As we near the 2024 US Presidential Election, the (possible) role that foreign misinformation played in the 2016 US election looms large. But despite the proliferation of AI-generated false news, progress has been made in the last eight years—from content moderation policies at tech firms to laws passed by numerous states to new AI tools that identify deepfakes.
Will it be enough?

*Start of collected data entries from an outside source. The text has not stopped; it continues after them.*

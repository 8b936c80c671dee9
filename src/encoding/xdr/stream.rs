// SPDX-FileCopyrightText: 2026 ArcheBase
//
// SPDX-License-Identifier: MulanPSL-2.0

//! Iteration over sequences of encoded values.
//!
//! Two layouts are supported:
//! - Plain streams: values written back to back with nothing in between
//! - Framed streams: RFC 5531 record marking, where each record is one or
//!   more fragments with a 4-byte header (high bit = last fragment, low 31
//!   bits = fragment length) and each record holds exactly one value
//!
//! Iteration stops after the first error. A plain stream of a type that
//! encodes to zero bytes fails on its first value instead of repeating it.

use byteorder::{BigEndian, ByteOrder};

use crate::core::{CodecError, Result as CoreResult, XdrValue};

use super::cursor::{Limits, XdrCursor};
use super::decoder::XdrDecoder;

const LAST_FRAGMENT: u32 = 0x8000_0000;
const FRAGMENT_LEN_MASK: u32 = 0x7fff_ffff;

/// Iterator over values written back to back.
pub struct StreamIter<'g, 'a> {
    decoder: XdrDecoder<'g>,
    type_name: String,
    cursor: XdrCursor<'a>,
    done: bool,
}

impl<'g, 'a> StreamIter<'g, 'a> {
    /// Create an iterator decoding `type_name` values from `data`.
    ///
    /// The byte budget is shared across all values; depth applies per value.
    pub fn new(
        decoder: XdrDecoder<'g>,
        type_name: impl Into<String>,
        data: &'a [u8],
        limits: Limits,
    ) -> Self {
        Self {
            decoder,
            type_name: type_name.into(),
            cursor: XdrCursor::new(data, limits),
            done: false,
        }
    }
}

impl Iterator for StreamIter<'_, '_> {
    type Item = CoreResult<XdrValue>;

    fn next(&mut self) -> Option<Self::Item> {
        if self.done || self.cursor.is_at_end() {
            return None;
        }
        let start = self.cursor.position();
        let result = self
            .decoder
            .read_named(&mut self.cursor, &self.type_name)
            .and_then(|value| {
                if self.cursor.position() == start {
                    Err(CodecError::invalid(format!(
                        "'{}' encodes to zero bytes and cannot be streamed",
                        self.type_name
                    )))
                } else {
                    Ok(value)
                }
            });
        if result.is_err() {
            self.done = true;
        }
        Some(result)
    }
}

/// Iterator over RFC 5531 record-marked values.
pub struct FramedIter<'g, 'a> {
    decoder: XdrDecoder<'g>,
    type_name: String,
    data: &'a [u8],
    offset: usize,
    limits: Limits,
    done: bool,
}

impl<'g, 'a> FramedIter<'g, 'a> {
    /// Create an iterator decoding one `type_name` value per record.
    pub fn new(
        decoder: XdrDecoder<'g>,
        type_name: impl Into<String>,
        data: &'a [u8],
        limits: Limits,
    ) -> Self {
        Self {
            decoder,
            type_name: type_name.into(),
            data,
            offset: 0,
            limits,
            done: false,
        }
    }

    /// Reassemble the next record from its fragments.
    fn next_record(&mut self) -> CoreResult<Vec<u8>> {
        let mut record = Vec::new();
        loop {
            let header_end = self.offset + 4;
            if header_end > self.data.len() {
                return Err(CodecError::buffer_too_short(4, self.offset as u64));
            }
            let header = BigEndian::read_u32(&self.data[self.offset..header_end]);
            let len = (header & FRAGMENT_LEN_MASK) as usize;
            let end = header_end
                .checked_add(len)
                .filter(|&e| e <= self.data.len())
                .ok_or_else(|| CodecError::buffer_too_short(len as u64, header_end as u64))?;
            if record.len().saturating_add(len) > self.limits.len {
                return Err(CodecError::LengthLimitExceeded);
            }
            record.extend_from_slice(&self.data[header_end..end]);
            self.offset = end;
            if header & LAST_FRAGMENT != 0 {
                return Ok(record);
            }
        }
    }
}

impl Iterator for FramedIter<'_, '_> {
    type Item = CoreResult<XdrValue>;

    fn next(&mut self) -> Option<Self::Item> {
        if self.done || self.offset >= self.data.len() {
            return None;
        }
        let result = self.next_record().and_then(|record| {
            let mut cursor = XdrCursor::new(&record, self.limits);
            let value = self.decoder.read_named(&mut cursor, &self.type_name)?;
            cursor.ensure_at_end()?;
            Ok(value)
        });
        if result.is_err() {
            self.done = true;
        }
        Some(result)
    }
}

/// Wrap `payload` as a single-fragment record.
pub fn frame_record(payload: &[u8]) -> CoreResult<Vec<u8>> {
    let len = u32::try_from(payload.len())
        .ok()
        .filter(|&n| n <= FRAGMENT_LEN_MASK)
        .ok_or_else(|| CodecError::length_exceeds_max(payload.len() as u64, FRAGMENT_LEN_MASK))?;
    let mut out = Vec::with_capacity(payload.len() + 4);
    out.extend_from_slice(&(len | LAST_FRAGMENT).to_be_bytes());
    out.extend_from_slice(payload);
    Ok(out)
}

Let’s take a closer look.
// The growth of misinformation
Misinformation in the age of AI takes on many forms: news sites built completely by AI, social media posts and images, misguided AI chatbot answers, and audio and video deepfakes.
- A paper released by Google researchers earlier this year found meteoric growth of image-related misinformation starting in 2023.
- In May of last year, Newsguard, an organization that tracks misinformation and a Project Liberty Alliance member, found 49 news and information sites that were completely written by AI chatbots. Today, less than 18 months later, it has identified over 1,000 such sites.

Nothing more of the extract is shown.